Perang Dagang Dimulai! China, Kanada, serta Meksiko Kompak Melawan Trump

JAKARTA – Presiden Amerika Serikat Donald Trump mengomentari defisit perdagangan Negeri Paman Sam dengan Kanada, Meksiko dan juga China. Dia menegaskan, Amerika seharusnya bukan memberikan subsidi untuk negara lain. Trump berjanji tak akan menjadikan Negeri Paman Sam “negara bodoh” lagi dengan kehilangan triliunan dolar untuk mensubsidi negara lain. Hal itu diungkapkan Trump, pada sebuah unggahan di area sistem media sosial Truth Social.
“AS miliki defisit besar dengan Kanada, Meksiko, dan juga China (dan hampir semua negara!), berutang USD36 triliun, dan juga kami tidaklah akan menjadi ‘Negara Bodoh’ lagi. Buatlah komoditas Anda di area Negeri Paman Sam juga tiada ada tarif! Mengapa Amerika Serikat harus kehilangan triliunan dolar untuk mensubsidi negara-negara lain, kemudian mengapa negara-negara lain ini harus membayar sebagian kecil dari biaya yang dibayarkan oleh warga negara Amerika Serikat untuk obat-obatan serta farmasi, sebagai contoh?”
Dengan mendeklarasikan ini sebagai zaman Keemasan Amerika. Ia mengakui adanya prospek tantangan ekonomi, namun bersikeras bahwa kebijakannya akan memulihkan kekuatan Amerika, menghadirkan akal sehat ke pada tata kelola pemerintahan serta pada akhirnya memberikan hasil spektakuler.
“Ini akan menjadi Zaman Keemasan Amerika! Apakah akan ada rasa sakit? Ya, kemungkinan besar (dan mungkin saja juga tidak!). Tapi kita akan menciptakan Amerika hebat lagi, serta itu semua akan sepadan dengan biaya yang dimaksud harus dibayar. Kita adalah negara yang sekarang dijalankan dengan akal sehat lalu hasilnya akan spektakuler!” ujar Trump dilansir dari Asia News International, Mulai Pekan (3/2/2025).
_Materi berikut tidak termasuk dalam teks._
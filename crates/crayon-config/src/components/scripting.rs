//! Script sandbox configuration

use serde::{Deserialize, Serialize};

/// Limits applied to every script run by the sandbox
#[derive(Debug, Clone, PartialEq, Eq, Serialize, Deserialize)]
pub struct ScriptingConfig {
    /// Maximum heap the interpreter may allocate, in bytes
    #[serde(default = "default_memory_limit")]
    pub memory_limit_bytes: usize,
    /// Maximum VM instructions per script run
    #[serde(default = "default_instruction_limit")]
    pub instruction_limit: u32,
}

fn default_memory_limit() -> usize {
    8 * 1024 * 1024
}

fn default_instruction_limit() -> u32 {
    1_000_000
}

impl Default for ScriptingConfig {
    fn default() -> Self {
        Self {
            memory_limit_bytes: default_memory_limit(),
            instruction_limit: default_instruction_limit(),
        }
    }
}
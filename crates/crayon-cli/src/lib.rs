//! Crayon CLI library
//!
//! Argument parsing, logging setup and the `render`, `validate` and `chat`
//! commands behind the `crayon` binary.

pub mod cli;
pub mod commands;
pub mod logging;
Trump sebelumnya mengumumkan bahwa Amerika Serikat akan memberlakukan tarif tambahan 10% untuk semua barang yang mana diimpor dari China pada berhadapan dengan bea masuk yang tersebut sudah ada ada. Dia juga mengumumkan akan menerapkan tarif tambahan 25% untuk impor dari Kanada serta Meksiko.
China, Kanada, juga Meksiko Melawan
China dengan tegas menentang tarif baru yang diberlakukan Trump juga memberi peringatan akan mengambil tindakan balasan untuk melindungi hak-hak lalu kepentingan sendiri. Dalam sebuah pernyataan, Kementerian Perdagangan China menegaskan akan mengajukan gugatan ke Organisasi Perdagangan Global (WTO) terhadap Negeri Paman Sam melawan praktik yang tersebut salah, Global Times melaporkan.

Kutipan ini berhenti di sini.